//! Conlang document store
//!
//! The in-memory project document read and written by the editor panels. It is
//! passed explicitly to each panel as a `SharedDocument` instead of living in a
//! global. Only the glyph-bearing sections are modelled here: the phoneme
//! inventory and the script's letters.
//!
//! Empty fields are skipped when saving.

use std::cell::{Cell, RefCell};
use std::fmt;
use std::path::Path;
use std::rc::Rc;

use serde::{Deserialize, Serialize};

use crate::glyph::{compress, decompress, Grid};
use crate::{GlyphError, GridEditor, Result};

/// Document handle shared between panels
pub type SharedDocument = Rc<RefCell<ConlangDocument>>;

/// The conlang project document
#[derive(Clone, Debug, Default, PartialEq, Eq, Serialize, Deserialize)]
#[serde(default)]
pub struct ConlangDocument {
    #[serde(skip_serializing_if = "String::is_empty")]
    pub name: String,

    pub phonology: PhonologySection,

    pub script: ScriptSection,
}

#[derive(Clone, Debug, Default, PartialEq, Eq, Serialize, Deserialize)]
#[serde(default)]
pub struct PhonologySection {
    #[serde(skip_serializing_if = "Vec::is_empty")]
    pub phonemes: Vec<Phoneme>,
}

/// One entry of the phoneme inventory
#[derive(Clone, Debug, Default, PartialEq, Eq, Serialize, Deserialize)]
#[serde(default)]
pub struct Phoneme {
    /// IPA symbol
    pub ipa: String,

    #[serde(skip_serializing_if = "String::is_empty")]
    pub romanization: String,

    /// Compressed glyph, empty if none was drawn
    #[serde(skip_serializing_if = "String::is_empty")]
    pub glyph: String,
}

#[derive(Clone, Debug, Default, PartialEq, Eq, Serialize, Deserialize)]
#[serde(default)]
pub struct ScriptSection {
    #[serde(skip_serializing_if = "Vec::is_empty")]
    pub letters: Vec<ScriptLetter>,
}

/// One letter of the script
#[derive(Clone, Debug, Default, PartialEq, Eq, Serialize, Deserialize)]
#[serde(default)]
pub struct ScriptLetter {
    pub name: String,

    /// Sound the letter writes (IPA)
    #[serde(skip_serializing_if = "String::is_empty")]
    pub sound: String,

    #[serde(skip_serializing_if = "String::is_empty")]
    pub glyph: String,
}

/// Addresses a glyph stored in the document
#[derive(Clone, Copy, Debug, PartialEq, Eq, Hash)]
pub enum GlyphSlot {
    Phoneme(usize),
    Letter(usize),
}

impl fmt::Display for GlyphSlot {
    fn fmt(&self, f: &mut fmt::Formatter<'_>) -> fmt::Result {
        match self {
            GlyphSlot::Phoneme(i) => write!(f, "phoneme #{i}"),
            GlyphSlot::Letter(i) => write!(f, "letter #{i}"),
        }
    }
}

impl ConlangDocument {
    pub fn new(name: impl Into<String>) -> Self {
        Self {
            name: name.into(),
            ..Default::default()
        }
    }

    /// Wrap into a handle that can be given to several panels
    pub fn into_shared(self) -> SharedDocument {
        Rc::new(RefCell::new(self))
    }

    // ═══════════════════════════════════════════════════════════════════════
    // Section accessors
    // ═══════════════════════════════════════════════════════════════════════

    pub fn phonology(&self) -> &PhonologySection {
        &self.phonology
    }

    pub fn phonology_mut(&mut self) -> &mut PhonologySection {
        &mut self.phonology
    }

    pub fn script(&self) -> &ScriptSection {
        &self.script
    }

    pub fn script_mut(&mut self) -> &mut ScriptSection {
        &mut self.script
    }

    /// Append a phoneme, returns its slot
    pub fn add_phoneme(&mut self, ipa: impl Into<String>, romanization: impl Into<String>) -> GlyphSlot {
        self.phonology.phonemes.push(Phoneme {
            ipa: ipa.into(),
            romanization: romanization.into(),
            glyph: String::new(),
        });
        GlyphSlot::Phoneme(self.phonology.phonemes.len() - 1)
    }

    /// Append a letter, returns its slot
    pub fn add_letter(&mut self, name: impl Into<String>, sound: impl Into<String>) -> GlyphSlot {
        self.script.letters.push(ScriptLetter {
            name: name.into(),
            sound: sound.into(),
            glyph: String::new(),
        });
        GlyphSlot::Letter(self.script.letters.len() - 1)
    }

    // ═══════════════════════════════════════════════════════════════════════
    // Glyphs
    // ═══════════════════════════════════════════════════════════════════════

    /// Compressed glyph stored at a slot (empty if none)
    pub fn glyph(&self, slot: GlyphSlot) -> Result<&str> {
        Ok(match slot {
            GlyphSlot::Phoneme(i) => self.phonology.phonemes.get(i).ok_or_else(|| unknown(slot))?.glyph.as_str(),
            GlyphSlot::Letter(i) => self.script.letters.get(i).ok_or_else(|| unknown(slot))?.glyph.as_str(),
        })
    }

    pub fn set_glyph(&mut self, slot: GlyphSlot, glyph: String) -> Result<()> {
        let target = match slot {
            GlyphSlot::Phoneme(i) => &mut self.phonology.phonemes.get_mut(i).ok_or_else(|| unknown(slot))?.glyph,
            GlyphSlot::Letter(i) => &mut self.script.letters.get_mut(i).ok_or_else(|| unknown(slot))?.glyph,
        };
        *target = glyph;
        Ok(())
    }

    /// Every slot in document order, phonemes first
    pub fn glyph_slots(&self) -> impl Iterator<Item = GlyphSlot> {
        (0..self.phonology.phonemes.len())
            .map(GlyphSlot::Phoneme)
            .chain((0..self.script.letters.len()).map(GlyphSlot::Letter))
    }

    /// Slots whose stored glyph does not decode at `resolution`
    pub fn invalid_glyphs(&self, resolution: usize) -> Vec<(GlyphSlot, GlyphError)> {
        let mut invalid = Vec::new();
        for slot in self.glyph_slots() {
            let Ok(glyph) = self.glyph(slot) else {
                continue;
            };
            if glyph.is_empty() {
                continue;
            }
            if let Err(err) = decompress(glyph, resolution) {
                log::warn!("{slot} has an unreadable glyph: {err}");
                invalid.push((slot, err));
            }
        }
        invalid
    }

    // ═══════════════════════════════════════════════════════════════════════
    // Persistence
    // ═══════════════════════════════════════════════════════════════════════

    pub fn to_json(&self) -> Result<String> {
        Ok(serde_json::to_string_pretty(self)?)
    }

    pub fn from_json(text: &str) -> Result<Self> {
        Ok(serde_json::from_str(text)?)
    }

    pub fn load(path: &Path) -> Result<Self> {
        let text = std::fs::read_to_string(path)?;
        Self::from_json(&text)
    }

    pub fn save(&self, path: &Path) -> Result<()> {
        std::fs::write(path, self.to_json()?)?;
        Ok(())
    }
}

fn unknown(slot: GlyphSlot) -> GlyphError {
    match slot {
        GlyphSlot::Phoneme(index) => GlyphError::UnknownEntry { kind: "phoneme", index },
        GlyphSlot::Letter(index) => GlyphError::UnknownEntry { kind: "letter", index },
    }
}

// ═══════════════════════════════════════════════════════════════════════════
// Slot editor
// ═══════════════════════════════════════════════════════════════════════════

/// A grid editor bound to one glyph slot of a shared document
///
/// Opening a slot loads its glyph; every committed change in the editor is
/// written back to the open slot. A blank grid is stored as an empty glyph.
pub struct GlyphSlotEditor {
    editor: GridEditor,
    document: SharedDocument,
    slot: Rc<Cell<Option<GlyphSlot>>>,
}

impl GlyphSlotEditor {
    /// Bind an editor to a document. Replaces the editor's change callback.
    pub fn new(mut editor: GridEditor, document: SharedDocument) -> Result<Self> {
        let slot = Rc::new(Cell::new(None));
        let blank = compress(&Grid::new(editor.resolution())?)?;

        let target = Rc::clone(&slot);
        let store = Rc::clone(&document);
        editor.set_on_change(move |compressed| {
            let Some(slot) = target.get() else {
                return;
            };
            let glyph = if compressed == blank { String::new() } else { compressed.to_string() };
            let Ok(mut document) = store.try_borrow_mut() else {
                log::warn!("Document busy, glyph change for {slot} dropped");
                return;
            };
            if let Err(err) = document.set_glyph(slot, glyph) {
                log::warn!("Failed to store glyph for {slot}: {err}");
            }
        });

        Ok(Self { editor, document, slot })
    }

    /// Load a slot's glyph into the editor and start writing changes to it
    ///
    /// On error the previously open slot stays open and the editor is unchanged.
    pub fn open(&mut self, slot: GlyphSlot) -> Result<()> {
        let glyph = self.document.borrow().glyph(slot)?.to_string();

        let previous = self.slot.replace(None);
        let result = if glyph.is_empty() {
            self.editor.clear()
        } else {
            self.editor.load_glyph(&glyph, None)
        };
        match result {
            Ok(()) => {
                self.slot.set(Some(slot));
                Ok(())
            }
            Err(err) => {
                self.slot.set(previous);
                Err(err)
            }
        }
    }

    /// Stop writing changes to the document
    pub fn close(&mut self) {
        self.slot.set(None);
    }

    pub fn slot(&self) -> Option<GlyphSlot> {
        self.slot.get()
    }

    pub fn editor(&self) -> &GridEditor {
        &self.editor
    }

    pub fn editor_mut(&mut self) -> &mut GridEditor {
        &mut self.editor
    }

    pub fn document(&self) -> &SharedDocument {
        &self.document
    }
}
────────
Take every line from the records that holds "struct" and copy it down.

pub struct ConlangDocument {
pub struct PhonologySection {
pub struct Phoneme {
pub struct ScriptSection {
pub struct ScriptLetter {
pub struct GlyphSlotEditor {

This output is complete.